▶ WHAT THE TASK REQUIRES: Nothing but the lines from the start of the records through the line that contains "use crate::utils::long_algebraic::decode_move_token;" is to be copied, and each is to be copied exactly.

▶ MATERIAL FOR THE TASK:
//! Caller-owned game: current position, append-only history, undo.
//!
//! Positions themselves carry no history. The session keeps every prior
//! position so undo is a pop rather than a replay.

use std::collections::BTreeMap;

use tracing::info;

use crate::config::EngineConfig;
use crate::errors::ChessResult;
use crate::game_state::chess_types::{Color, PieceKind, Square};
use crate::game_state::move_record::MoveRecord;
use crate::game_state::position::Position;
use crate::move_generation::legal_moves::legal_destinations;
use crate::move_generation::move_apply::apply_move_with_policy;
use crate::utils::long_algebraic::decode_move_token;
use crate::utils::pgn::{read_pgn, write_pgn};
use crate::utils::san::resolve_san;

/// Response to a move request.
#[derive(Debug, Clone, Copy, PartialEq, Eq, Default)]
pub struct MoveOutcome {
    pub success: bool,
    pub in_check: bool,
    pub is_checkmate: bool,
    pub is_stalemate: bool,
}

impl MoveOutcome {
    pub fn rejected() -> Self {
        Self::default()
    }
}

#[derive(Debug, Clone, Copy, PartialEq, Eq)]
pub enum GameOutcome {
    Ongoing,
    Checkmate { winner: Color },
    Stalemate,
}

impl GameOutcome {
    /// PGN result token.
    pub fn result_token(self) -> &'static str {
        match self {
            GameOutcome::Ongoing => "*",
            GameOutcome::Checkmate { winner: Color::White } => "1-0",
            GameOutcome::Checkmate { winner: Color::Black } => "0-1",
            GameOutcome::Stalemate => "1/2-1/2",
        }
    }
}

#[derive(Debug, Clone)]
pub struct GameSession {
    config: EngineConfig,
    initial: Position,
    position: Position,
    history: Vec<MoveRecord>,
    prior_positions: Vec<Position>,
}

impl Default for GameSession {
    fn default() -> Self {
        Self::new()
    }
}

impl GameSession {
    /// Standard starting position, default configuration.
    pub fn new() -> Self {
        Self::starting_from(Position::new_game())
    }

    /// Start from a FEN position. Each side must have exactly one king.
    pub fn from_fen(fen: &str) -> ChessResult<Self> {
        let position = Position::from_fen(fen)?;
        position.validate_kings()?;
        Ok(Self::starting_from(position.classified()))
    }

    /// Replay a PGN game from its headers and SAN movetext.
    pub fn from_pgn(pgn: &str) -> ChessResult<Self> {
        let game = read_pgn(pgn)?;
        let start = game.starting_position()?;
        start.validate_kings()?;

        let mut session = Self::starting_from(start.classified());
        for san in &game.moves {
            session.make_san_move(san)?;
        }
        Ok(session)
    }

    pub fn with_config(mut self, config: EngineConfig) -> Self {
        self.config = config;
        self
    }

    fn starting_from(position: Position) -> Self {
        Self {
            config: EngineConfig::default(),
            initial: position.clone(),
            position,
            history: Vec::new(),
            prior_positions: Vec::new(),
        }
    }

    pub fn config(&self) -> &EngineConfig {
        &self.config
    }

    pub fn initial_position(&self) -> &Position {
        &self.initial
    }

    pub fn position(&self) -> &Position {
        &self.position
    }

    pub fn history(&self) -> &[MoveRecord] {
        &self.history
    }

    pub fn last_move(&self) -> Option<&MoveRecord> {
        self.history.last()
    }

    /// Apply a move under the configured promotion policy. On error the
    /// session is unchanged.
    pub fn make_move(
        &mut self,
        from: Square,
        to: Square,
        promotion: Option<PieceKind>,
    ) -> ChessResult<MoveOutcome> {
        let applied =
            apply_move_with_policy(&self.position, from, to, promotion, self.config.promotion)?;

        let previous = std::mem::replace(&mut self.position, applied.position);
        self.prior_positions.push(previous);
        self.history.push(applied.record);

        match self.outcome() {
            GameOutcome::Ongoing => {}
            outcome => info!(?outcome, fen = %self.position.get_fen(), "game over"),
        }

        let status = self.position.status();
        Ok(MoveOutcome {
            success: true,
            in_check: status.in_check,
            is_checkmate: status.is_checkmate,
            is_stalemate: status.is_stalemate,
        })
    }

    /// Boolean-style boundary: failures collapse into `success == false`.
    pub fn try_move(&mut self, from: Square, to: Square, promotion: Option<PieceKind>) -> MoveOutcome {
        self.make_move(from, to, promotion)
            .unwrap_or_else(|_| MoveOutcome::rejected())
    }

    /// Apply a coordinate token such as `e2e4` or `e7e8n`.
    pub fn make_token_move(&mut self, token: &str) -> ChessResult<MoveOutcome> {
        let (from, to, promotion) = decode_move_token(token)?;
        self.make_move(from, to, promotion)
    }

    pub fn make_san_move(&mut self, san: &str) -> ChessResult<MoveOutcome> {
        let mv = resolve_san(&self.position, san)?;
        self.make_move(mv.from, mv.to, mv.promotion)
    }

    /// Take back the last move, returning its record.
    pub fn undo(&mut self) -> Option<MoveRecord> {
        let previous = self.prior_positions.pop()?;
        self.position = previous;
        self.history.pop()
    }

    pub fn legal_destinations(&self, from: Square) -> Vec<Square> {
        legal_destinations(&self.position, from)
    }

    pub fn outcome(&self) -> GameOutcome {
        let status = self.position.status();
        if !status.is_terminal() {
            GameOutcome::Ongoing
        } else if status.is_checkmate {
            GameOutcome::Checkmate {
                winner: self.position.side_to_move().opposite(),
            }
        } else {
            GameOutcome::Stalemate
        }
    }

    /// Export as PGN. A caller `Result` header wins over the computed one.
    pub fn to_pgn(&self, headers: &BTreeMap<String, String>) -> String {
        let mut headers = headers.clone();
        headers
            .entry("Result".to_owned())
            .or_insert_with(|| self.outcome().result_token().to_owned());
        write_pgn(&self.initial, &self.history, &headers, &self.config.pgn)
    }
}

▶ YOUR SOLUTION:
//! Caller-owned game: current position, append-only history, undo.
//!
//! Positions themselves carry no history. The session keeps every prior
//! position so undo is a pop rather than a replay.

use std::collections::BTreeMap;

use tracing::info;

use crate::config::EngineConfig;
use crate::errors::ChessResult;
use crate::game_state::chess_types::{Color, PieceKind, Square};
use crate::game_state::move_record::MoveRecord;
use crate::game_state::position::Position;
use crate::move_generation::legal_moves::legal_destinations;
use crate::move_generation::move_apply::apply_move_with_policy;
use crate::utils::long_algebraic::decode_move_token;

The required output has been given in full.